PROVIDED MATERIAL ::
------------------------------------------------
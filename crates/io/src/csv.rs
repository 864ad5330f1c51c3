//! CSV snapshot ingestion.

use phasebill_consolidate::ConsolidateError;

use crate::table::Table;

/// Parse CSV content into a [`Table`]. The first record is the header row;
/// headers are trimmed. The delimiter is sniffed because schedule exports
/// from Spanish-locale Excel arrive semicolon-separated.
pub fn read_csv(source: &str, content: &str) -> Result<Table, ConsolidateError> {
    let delimiter = sniff_delimiter(content);
    let mut reader = csv::ReaderBuilder::new()
        .delimiter(delimiter)
        .has_headers(false)
        .flexible(true)
        .from_reader(content.as_bytes());

    let mut headers = Vec::new();
    let mut rows = Vec::new();
    for (index, result) in reader.records().enumerate() {
        let record = result.map_err(|e| {
            ConsolidateError::Io(format!("{source}: malformed CSV at record {index}: {e}"))
        })?;
        if index == 0 {
            headers = record.iter().map(|f| f.trim().to_string()).collect();
        } else {
            rows.push(record.iter().map(|f| f.to_string()).collect());
        }
    }

    if headers.is_empty() {
        return Err(ConsolidateError::Io(format!("{source}: empty CSV, no header row")));
    }

    Ok(Table {
        source: source.to_string(),
        headers,
        rows,
    })
}

/// Decode raw bytes as UTF-8, falling back to Windows-1252 (common for
/// Excel-exported CSVs with accented text).
pub fn decode_bytes(bytes: Vec<u8>) -> String {
    let decoded = match String::from_utf8(bytes) {
        Ok(s) => s,
        Err(e) => {
            let bytes = e.into_bytes();
            let (decoded, _, _) = encoding_rs::WINDOWS_1252.decode(&bytes);
            decoded.into_owned()
        }
    };
    // A UTF-8 BOM would otherwise glue itself to the first header.
    decoded.trim_start_matches('\u{feff}').to_string()
}

/// Pick the delimiter whose field count is consistent across the first few
/// lines. Candidates: comma, semicolon, tab.
fn sniff_delimiter(content: &str) -> u8 {
    let candidates: &[u8] = &[b',', b';', b'\t'];
    let sample: Vec<&str> = content.lines().take(10).collect();
    if sample.is_empty() {
        return b',';
    }

    let mut best = b',';
    let mut best_score = 0u64;
    for &delim in candidates {
        let counts: Vec<usize> = sample
            .iter()
            .map(|line| {
                csv::ReaderBuilder::new()
                    .delimiter(delim)
                    .has_headers(false)
                    .flexible(true)
                    .from_reader(line.as_bytes())
                    .records()
                    .next()
                    .and_then(|r| r.ok())
                    .map(|r| r.len())
                    .unwrap_or(1)
            })
            .collect();

        if counts.first().copied().unwrap_or(0) <= 1 {
            continue;
        }
        let target = counts[0];
        let consistent = counts.iter().filter(|&&c| c == target).count() as u64;
        let score = consistent * target as u64;
        if score > best_score {
            best_score = score;
            best = delim;
        }
    }
    best
}
use std::collections::BTreeMap;

use serde::Serialize;

use crate::model::{Category, Item, LifecycleState};

/// Audit-oriented rollup of a costed table: per-category state counts, the
/// conduit length balance, the cost split, data-quality counters, and the
/// grouped catalog misses. Everything here is derivable from the items; the
/// table stays the single source of truth.
#[derive(Debug, Clone, Serialize)]
pub struct Summary {
    pub total_items: usize,
    /// category → lifecycle state → item count
    pub state_counts: BTreeMap<String, BTreeMap<String, usize>>,
    pub lengths: LengthSummary,
    pub costs: CostSummary,
    pub quality: QualitySummary,
    pub unmatched: Vec<UnmatchedCombo>,
}

/// Conduit length balance in length-units. Only Removed and Retained rows
/// exist for the initial state, so `initial = removed + retained` and
/// `final = added + retained` hold by construction.
#[derive(Debug, Clone, Default, Serialize)]
pub struct LengthSummary {
    pub initial: f64,
    pub removed: f64,
    pub added: f64,
    pub retained: f64,
    #[serde(rename = "final")]
    pub final_length: f64,
    /// (removed + added) / (initial + added), as a percentage.
    pub intervention_pct: f64,
}

#[derive(Debug, Clone, Default, Serialize)]
pub struct CostSummary {
    pub removal: f64,
    pub new_construction: f64,
    pub total: f64,
    pub removal_pct: f64,
    pub new_pct: f64,
}

#[derive(Debug, Clone, Default, Serialize)]
pub struct QualitySummary {
    /// Items with no catalog match (zero-cost contributors).
    pub missing_price: usize,
    /// Final-snapshot rows whose phase marker matched neither literal.
    pub unknown_phase: usize,
    /// Rows where validation overrode an implausible value.
    pub corrected: usize,
    pub missing_system_name: usize,
    pub missing_system_category: usize,
    /// Conduits with no usable positive length after validation.
    pub linear_without_length: usize,
}

/// One group of items that found no catalog price, for the audit listing.
#[derive(Debug, Clone, PartialEq, Eq, Serialize)]
pub struct UnmatchedCombo {
    pub category: Category,
    pub family: String,
    pub type_name: String,
    pub size: String,
    pub rows: usize,
}

pub fn compute_summary(items: &[Item]) -> Summary {
    let mut state_counts: BTreeMap<String, BTreeMap<String, usize>> = BTreeMap::new();
    let mut lengths = LengthSummary::default();
    let mut costs = CostSummary::default();
    let mut quality = QualitySummary::default();
    let mut unmatched: BTreeMap<(Category, String, String, String), usize> = BTreeMap::new();

    for item in items {
        *state_counts
            .entry(item.category.to_string())
            .or_default()
            .entry(item.state.to_string())
            .or_insert(0) += 1;

        if item.category.is_linear() {
            let q = item.quantity.unwrap_or(0.0);
            match item.state {
                LifecycleState::Removed => lengths.removed += q,
                LifecycleState::Added => lengths.added += q,
                LifecycleState::Retained => lengths.retained += q,
                LifecycleState::Unknown => {}
            }
            if !item.quantity.is_some_and(|q| q > 0.0) {
                quality.linear_without_length += 1;
            }
        }

        costs.removal += item.removal_cost;
        costs.new_construction += item.new_cost;

        if !item.price_found {
            quality.missing_price += 1;
            *unmatched
                .entry((
                    item.category,
                    item.family.clone(),
                    item.type_name.clone(),
                    item.size.clone(),
                ))
                .or_insert(0) += 1;
        }
        if item.state == LifecycleState::Unknown {
            quality.unknown_phase += 1;
        }
        if item.corrected {
            quality.corrected += 1;
        }
        if item.system_name.is_none() {
            quality.missing_system_name += 1;
        }
        if item.system_category.is_none() {
            quality.missing_system_category += 1;
        }
    }

    lengths.initial = lengths.removed + lengths.retained;
    lengths.final_length = lengths.added + lengths.retained;
    let base = lengths.initial + lengths.added;
    if base > 0.0 {
        lengths.intervention_pct = (lengths.removed + lengths.added) / base * 100.0;
    }

    costs.total = costs.removal + costs.new_construction;
    if costs.total > 0.0 {
        costs.removal_pct = costs.removal / costs.total * 100.0;
        costs.new_pct = costs.new_construction / costs.total * 100.0;
    }

    Summary {
        total_items: items.len(),
        state_counts,
        lengths,
        costs,
        quality,
        unmatched: unmatched
            .into_iter()
            .map(|((category, family, type_name, size), rows)| UnmatchedCombo {
                category,
                family,
                type_name,
                size,
                rows,
            })
            .collect(),
    }
}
------------------------------------------------
Copy the data above. Keep each line exact.

SOLUTION TO THE EXERCISE ::
filename crates/io/src/csv.rs
repository 864ad5330f1c51c3
//! CSV snapshot ingestion.

use phasebill_consolidate::ConsolidateError;

use crate::table::Table;

/// Parse CSV content into a [`Table`]. The first record is the header row;
/// headers are trimmed. The delimiter is sniffed because schedule exports
/// from Spanish-locale Excel arrive semicolon-separated.
pub fn read_csv(source: &str, content: &str) -> Result<Table, ConsolidateError> {
    let delimiter = sniff_delimiter(content);
    let mut reader = csv::ReaderBuilder::new()
        .delimiter(delimiter)
        .has_headers(false)
        .flexible(true)
        .from_reader(content.as_bytes());

    let mut headers = Vec::new();
    let mut rows = Vec::new();
    for (index, result) in reader.records().enumerate() {
        let record = result.map_err(|e| {
            ConsolidateError::Io(format!("{source}: malformed CSV at record {index}: {e}"))
        })?;
        if index == 0 {
            headers = record.iter().map(|f| f.trim().to_string()).collect();
        } else {
            rows.push(record.iter().map(|f| f.to_string()).collect());
        }
    }

    if headers.is_empty() {
        return Err(ConsolidateError::Io(format!("{source}: empty CSV, no header row")));
    }

    Ok(Table {
        source: source.to_string(),
        headers,
        rows,
    })
}

/// Decode raw bytes as UTF-8, falling back to Windows-1252 (common for
/// Excel-exported CSVs with accented text).
pub fn decode_bytes(bytes: Vec<u8>) -> String {
    let decoded = match String::from_utf8(bytes) {
        Ok(s) => s,
        Err(e) => {
            let bytes = e.into_bytes();
            let (decoded, _, _) = encoding_rs::WINDOWS_1252.decode(&bytes);
            decoded.into_owned()
        }
    };
    // A UTF-8 BOM would otherwise glue itself to the first header.
    decoded.trim_start_matches('\u{feff}').to_string()
}

/// Pick the delimiter whose field count is consistent across the first few
/// lines. Candidates: comma, semicolon, tab.
fn sniff_delimiter(content: &str) -> u8 {
    let candidates: &[u8] = &[b',', b';', b'\t'];
    let sample: Vec<&str> = content.lines().take(10).collect();
    if sample.is_empty() {
        return b',';
    }

    let mut best = b',';
    let mut best_score = 0u64;
    for &delim in candidates {
        let counts: Vec<usize> = sample
            .iter()
            .map(|line| {
                csv::ReaderBuilder::new()
                    .delimiter(delim)
                    .has_headers(false)
                    .flexible(true)
                    .from_reader(line.as_bytes())
                    .records()
                    .next()
                    .and_then(|r| r.ok())
                    .map(|r| r.len())
                    .unwrap_or(1)
            })
            .collect();

        if counts.first().copied().unwrap_or(0) <= 1 {
            continue;
        }
        let target = counts[0];
        let consistent = counts.iter().filter(|&&c| c == target).count() as u64;
        let score = consistent * target as u64;
        if score > best_score {
            best_score = score;
            best = delim;
        }
    }
    best
}
use std::collections::BTreeMap;

use serde::Serialize;

use crate::model::{Category, Item, LifecycleState};

/// Audit-oriented rollup of a costed table: per-category state counts, the
/// conduit length balance, the cost split, data-quality counters, and the
/// grouped catalog misses. Everything here is derivable from the items; the
/// table stays the single source of truth.
#[derive(Debug, Clone, Serialize)]
pub struct Summary {
    pub total_items: usize,
    /// category → lifecycle state → item count
    pub state_counts: BTreeMap<String, BTreeMap<String, usize>>,
    pub lengths: LengthSummary,
    pub costs: CostSummary,
    pub quality: QualitySummary,
    pub unmatched: Vec<UnmatchedCombo>,
}

/// Conduit length balance in length-units. Only Removed and Retained rows
/// exist for the initial state, so `initial = removed + retained` and
/// `final = added + retained` hold by construction.
#[derive(Debug, Clone, Default, Serialize)]
pub struct LengthSummary {
    pub initial: f64,
    pub removed: f64,
    pub added: f64,
    pub retained: f64,
    #[serde(rename = "final")]
    pub final_length: f64,
    /// (removed + added) / (initial + added), as a percentage.
    pub intervention_pct: f64,
}

#[derive(Debug, Clone, Default, Serialize)]
pub struct CostSummary {
    pub removal: f64,
    pub new_construction: f64,
    pub total: f64,
    pub removal_pct: f64,
    pub new_pct: f64,
}

#[derive(Debug, Clone, Default, Serialize)]
pub struct QualitySummary {
    /// Items with no catalog match (zero-cost contributors).
    pub missing_price: usize,
    /// Final-snapshot rows whose phase marker matched neither literal.
    pub unknown_phase: usize,
    /// Rows where validation overrode an implausible value.
    pub corrected: usize,
    pub missing_system_name: usize,
    pub missing_system_category: usize,
    /// Conduits with no usable positive length after validation.
    pub linear_without_length: usize,
}

/// One group of items that found no catalog price, for the audit listing.
#[derive(Debug, Clone, PartialEq, Eq, Serialize)]
pub struct UnmatchedCombo {
    pub category: Category,
    pub family: String,
    pub type_name: String,
    pub size: String,
    pub rows: usize,
}

pub fn compute_summary(items: &[Item]) -> Summary {
    let mut state_counts: BTreeMap<String, BTreeMap<String, usize>> = BTreeMap::new();
    let mut lengths = LengthSummary::default();
    let mut costs = CostSummary::default();
    let mut quality = QualitySummary::default();
    let mut unmatched: BTreeMap<(Category, String, String, String), usize> = BTreeMap::new();

    for item in items {
        *state_counts
            .entry(item.category.to_string())
            .or_default()
            .entry(item.state.to_string())
            .or_insert(0) += 1;

        if item.category.is_linear() {
            let q = item.quantity.unwrap_or(0.0);
            match item.state {
                LifecycleState::Removed => lengths.removed += q,
                LifecycleState::Added => lengths.added += q,
                LifecycleState::Retained => lengths.retained += q,
                LifecycleState::Unknown => {}
            }
            if !item.quantity.is_some_and(|q| q > 0.0) {
                quality.linear_without_length += 1;
            }
        }

        costs.removal += item.removal_cost;
        costs.new_construction += item.new_cost;

        if !item.price_found {
            quality.missing_price += 1;
            *unmatched
                .entry((
                    item.category,
                    item.family.clone(),
                    item.type_name.clone(),
                    item.size.clone(),
                ))
                .or_insert(0) += 1;
        }
        if item.state == LifecycleState::Unknown {
            quality.unknown_phase += 1;
        }
        if item.corrected {
            quality.corrected += 1;
        }
        if item.system_name.is_none() {
            quality.missing_system_name += 1;
        }
        if item.system_category.is_none() {
            quality.missing_system_category += 1;
        }
    }

    lengths.initial = lengths.removed + lengths.retained;
    lengths.final_length = lengths.added + lengths.retained;
    let base = lengths.initial + lengths.added;
    if base > 0.0 {
        lengths.intervention_pct = (lengths.removed + lengths.added) / base * 100.0;
    }

    costs.total = costs.removal + costs.new_construction;
    if costs.total > 0.0 {
        costs.removal_pct = costs.removal / costs.total * 100.0;
        costs.new_pct = costs.new_construction / costs.total * 100.0;
    }

    Summary {
        total_items: items.len(),
        state_counts,
        lengths,
        costs,
        quality,
        unmatched: unmatched
            .into_iter()
            .map(|((category, family, type_name, size), rows)| UnmatchedCombo {
                category,
                family,
                type_name,
                size,
                rows,
            })
            .collect(),
    }
}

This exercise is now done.